The absurd logic of assisted suicide

Andrew Coyne

Andrew Coyne

By Alex Schadenberg, Executive Director - Euthanasia Prevention Coalition

In his National Post column, Andrew Coyne gets to the heart of the assisted suicide absurdity when commenting on the report of the Provincial-Territorial Expert Advisory Group on Physician-Assisted Dying

Coyne, a National Post colunmist and the former editor of the paper begins his article by asking:

When dispatching a patient by lethal injection, would a doctor be obliged to sterilize the needle?

Coyne continues:

That’s the thing about normalizing suicide. It requires us to set aside all prior assumptions except the most absurd ones.
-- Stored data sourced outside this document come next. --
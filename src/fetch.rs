use chrono::NaiveDate;
use compact_str::{CompactString, format_compact};
use reqwest::header::{ACCEPT, HeaderValue};

use crate::{
    decision::{self, Attendance, Clock},
    error::{Error, Result},
    login::login,
    parse::{self, AjaxAttendance, AttendanceMap},
    scrape::Session,
};

/// Account page round trips per fetch. Each failed attempt costs one login.
pub const MAX_ATTEMPTS: u32 = 2;

#[derive(Debug, Clone, Copy, PartialEq, Eq)]
pub enum SessionState {
    Unauthenticated,
    Authenticated,
}

/// A map together with where it came from.
#[derive(Debug, Clone)]
pub struct Fetched {
    pub map: AttendanceMap,
    /// Weekly list HTML, present when the JSON endpoint answered.
    pub weekly: Option<String>,
}

enum Attempt {
    Done(Fetched),
    Expired(CompactString),
}

pub struct Fetcher<C> {
    session: Session,
    state: SessionState,
    clock: C,
}

impl<C: Clock> Fetcher<C> {
    /// A session with stored cookies is presumed logged in until the site
    /// says otherwise.
    pub fn new(session: Session, clock: C) -> Self {
        let state = if session.has_cookies() {
            SessionState::Authenticated
        } else {
            SessionState::Unauthenticated
        };
        tracing::debug!(target: "fetch", "initial state: {state:?}");
        Self {
            session,
            state,
            clock,
        }
    }

    #[inline]
    pub const fn state(&self) -> SessionState {
        self.state
    }

    #[inline]
    pub const fn session(&self) -> &Session {
        &self.session
    }

    #[inline]
    pub const fn clock(&self) -> &C {
        &self.clock
    }

    pub async fn fetch_attendance_map(&mut self) -> Result<AttendanceMap> {
        self.fetch().await.map(|f| f.map)
    }

    /// Runs the login/fetch machine. Login and transport failures end it at
    /// once; expiry (a redirect, a logged-out page, missing or malformed
    /// data) drops back to `Unauthenticated` until `MAX_ATTEMPTS` is spent.
    pub async fn fetch(&mut self) -> Result<Fetched> {
        let mut last = CompactString::default();
        for attempt in 1..=MAX_ATTEMPTS {
            if self.state == SessionState::Unauthenticated {
                login(&self.session).await?;
                self.state = SessionState::Authenticated;
            }

            match self.attempt().await? {
                Attempt::Done(fetched) => {
                    let n = fetched.map.len();
                    tracing::info!(target: "fetch", "\x1b[36m{n} dates\x1b[0m (try {attempt})");
                    return Ok(fetched);
                }
                Attempt::Expired(reason) => {
                    tracing::warn!(target: "fetch", "attempt {attempt}/{MAX_ATTEMPTS}: {reason}");
                    self.state = SessionState::Unauthenticated;
                    last = reason;
                }
            }
        }

        Err(Error::Fetch {
            attempts: MAX_ATTEMPTS,
            last: last.into(),
        })
    }

    async fn attempt(&self) -> Result<Attempt> {
        let response = self
            .session
            .client
            .get(&self.session.endpoints.account)
            .send()
            .await?;

        let status = response.status();
        if status.is_redirection() {
            let reason = format_compact!("account page redirected ({status})");
            return Ok(Attempt::Expired(reason));
        }
        let body = response.text().await?;
        if !status.is_success() {
            return Ok(Attempt::Expired(format_compact!("account page answered {status}")));
        }
        if parse::is_logged_out(&body) {
            return Ok(Attempt::Expired("account page is logged out".into()));
        }

        match parse::extract_cal_list(&body) {
            Some(Ok(map)) => return Ok(Attempt::Done(Fetched { map, weekly: None })),
            Some(Err(e)) => return Ok(Attempt::Expired(format_compact!("{e}"))),
            None => tracing::debug!(target: "fetch", "no cal_list on the account page"),
        }

        let Some(ajax) = &self.session.endpoints.ajax else {
            return Ok(Attempt::Expired("no cal_list and no fallback endpoint".into()));
        };
        match self.ajax(ajax, self.clock.today()).await {
            Ok(fetched) => Ok(Attempt::Done(fetched)),
            Err(Error::Parse(e)) => Ok(Attempt::Expired(format_compact!("fallback: {e}"))),
            Err(e) => Err(e),
        }
    }

    async fn ajax(&self, url: &str, today: NaiveDate) -> Result<Fetched> {
        let now_date = decision::date_key(today);
        let form = [
            ("r", "champstudy"),
            ("m", "mypage"),
            ("a", "attend_list.ajax"),
            ("now_date", now_date.as_str()),
        ];
        let response = self
            .session
            .client
            .post(url)
            .header(
                ACCEPT,
                HeaderValue::from_static("application/json, text/javascript, */*; q=0.01"),
            )
            .header("X-Requested-With", "XMLHttpRequest")
            .form(&form)
            .send()
            .await?;

        let status = response.status();
        if !status.is_success() {
            return Err(Error::Parse(format!("status {status}")));
        }
        let ajax = AjaxAttendance::from_body(&response.text().await?)?;
        Ok(Fetched {
            map: ajax.to_map()?,
            weekly: Some(ajax.list),
        })
    }
}

/// Fetch + decide for the fetcher's own clock.
pub async fn check_attendance<C: Clock>(fetcher: &mut Fetcher<C>) -> Result<Attendance> {
    let Fetched { map, weekly } = fetcher.fetch().await?;
    let date = fetcher.clock().today();
    Ok(Attendance {
        date,
        present: decision::is_present_on(&map, date),
        map,
        weekly,
    })
}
It rushes past all sorts of distinctions that might once have seemed important — between killing yourself and killing someone else, for example — yet clutches wildly at others, as if they were any more likely to withstand the momentum of its logic. 
Here is what I imagine most people think assisted suicide — let us call it what it is, rather than the gentler euphemisms — is about. A patient is in the last stages of an incurable disease. Death is a certainty, but not so swift as to spare the patient unbearable torment — if not now, then in future. Suicide seems the only way out. 
And yet the patient is physically incapable of killing himself — or if he is not now, fears he will be in the future. To insist, nevertheless, that he must perform the act himself will seem to many people an obtuse tyranny. By allowing others to kill him at his request we are only ensuring his choice is real. We are only sparing him unspeakable pain. We are only hastening the inevitable. 
That, as I say, is how most people think of the issue. It is how it is typically presented in the press. An adult, of sound mind, in unendurable physical pain, having made his wishes abundantly and repeatedly clear, agrees to his own execution.